Rabies, Scientific Basis of the Disease and Its Management
by Alan Jackson and William Wunner
Edition: 2nd., 2007.
Rabies is the most current and comprehensive account of one of the oldest diseases known that remains a significant public health threat despite the efforts of many who have endeavored to control it in wildlife and domestic animals. During the past five years since publication of the first edition there have been new developments in many areas on the rabies landscape. This edition takes on a more global perspective with many new authors offering fresh outlooks on each topic. Clinical features of rabies in humans and animals are discussed as well as basic science aspects, molecular biology, pathology, and pathogenesis of this disease. Current methods used in defining geographic origins and animal species infected in wildlife are presented, along with diagnostic methods for identifying the strain of virus based on its genomic sequence and antigenic structure. This multidisciplinary account is essential for clinicians as well as public health advisors, epidemiologists, wildlife biologists, and research scientists wanting to know more about the virus and the disease it causes.
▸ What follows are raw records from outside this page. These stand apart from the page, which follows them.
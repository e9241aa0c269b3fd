//! Headless renders of the sheet and reaction bar through a `VirtualDom`.

use dioxus::prelude::*;
use hearth_ui::{
    ActionSheetHandle, Author, ChatMessage, MessageActionSheet, ReactionBar, ReactionOption,
    ReactionSet, UserId, use_action_sheet,
};

fn render(app: fn() -> Element) -> String {
    let mut dom = VirtualDom::new(app);
    dom.rebuild_in_place();
    dioxus_ssr::render(&dom)
}

fn sheet_for(sheet: ActionSheetHandle, author: &str, reactions: ReactionSet) -> Element {
    rsx! {
        div { id: "host",
            MessageActionSheet {
                sheet,
                message: ChatMessage::new("m1", Author::new(author, author), "hi"),
                current_user_id: UserId::from("u1"),
                on_edit: move |_| {},
                on_delete: move |_| {},
                on_open_thread: move |_| {},
                set_action_sheet_visible: move |_: bool| {},
                supported_reactions: reactions,
                on_reaction: move |_: String| {},
            }
        }
    }
}

#[component]
fn HiddenSheet() -> Element {
    let sheet = use_action_sheet();
    sheet_for(sheet, "u1", ReactionSet::standard())
}

#[component]
fn OwnMessageSheet() -> Element {
    let visible = use_signal(|| true);
    sheet_for(ActionSheetHandle::new(visible), "u1", ReactionSet::standard())
}

#[component]
fn OtherMessageSheet() -> Element {
    let visible = use_signal(|| true);
    sheet_for(ActionSheetHandle::new(visible), "u2", ReactionSet::default())
}

#[component]
fn EmptyBar() -> Element {
    rsx! {
        div { id: "bar-host",
            ReactionBar { reactions: ReactionSet::default(), on_reaction: move |_: String| {} }
        }
    }
}

#[component]
fn LikeLoveBar() -> Element {
    let reactions = ReactionSet::new(vec![
        ReactionOption::new("like", "👍"),
        ReactionOption::new("love", "❤️"),
    ]);
    rsx! {
        ReactionBar { reactions, on_reaction: move |_: String| {} }
    }
}

#[test]
fn test_hidden_sheet_renders_nothing() {
    let html = render(HiddenSheet);

    assert!(html.contains(r#"id="host""#));
    assert!(!html.contains("action-sheet"));
    assert!(!html.contains("reaction-chip"));
}

#[test]
fn test_visible_sheet_for_author() {
    let html = render(OwnMessageSheet);

    assert!(html.contains("action-sheet-backdrop"));
    for title in ["Edit Message", "Delete message", "Copy Text", "Reply in Thread", "Cancel"] {
        assert!(
            html.contains(&format!(r#"data-testid="action-sheet-item-{title}""#)),
            "missing row {title}"
        );
    }
    assert!(html.contains("action-sheet-item-destructive"));
    assert_eq!(html.matches(r#"class="reaction-chip""#).count(), 6);
}

#[test]
fn test_visible_sheet_for_other_user() {
    let html = render(OtherMessageSheet);

    assert!(html.contains(r#"data-testid="action-sheet-item-Copy Text""#));
    assert!(!html.contains("Edit Message"));
    assert!(!html.contains("Delete message"));
    assert!(!html.contains("reaction-bar"));
}

#[test]
fn test_empty_reaction_set_renders_nothing() {
    let html = render(EmptyBar);

    assert!(html.contains(r#"id="bar-host""#));
    assert!(!html.contains("reaction-bar"));
}

#[test]
fn test_reaction_bar_renders_one_chip_per_option() {
    let html = render(LikeLoveBar);

    assert_eq!(html.matches(r#"class="reaction-chip""#).count(), 2);
    assert!(html.contains(r#"data-testid="reaction-like""#));
    assert!(html.contains(r#"data-testid="reaction-love""#));
}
* Offers a unique global perspective on rabies where dog rabies is responsible for killing more people than yellow fever, dengue fever, or Japanese encephalitis
* More than 7 million people are potentially exposed to the virus annually and about 50,000 people, half of them children, die of rabies each year
* New edition includes greatly expanded coverage of bat rabies which is now the most prominent source of human rabies in the New World and Western Europe, where dog rabies has been controlled
* Recent successes of controlling wildlife rabies with an emphasis on prevention is discussed
* Approximately 40% updated material incorporates recent knowledge on new approaches to therapy of human rabies as well as issues involving organ and tissue transplantation
* Includes an increase in illustrations to more accurately represent this diseases' unique horror.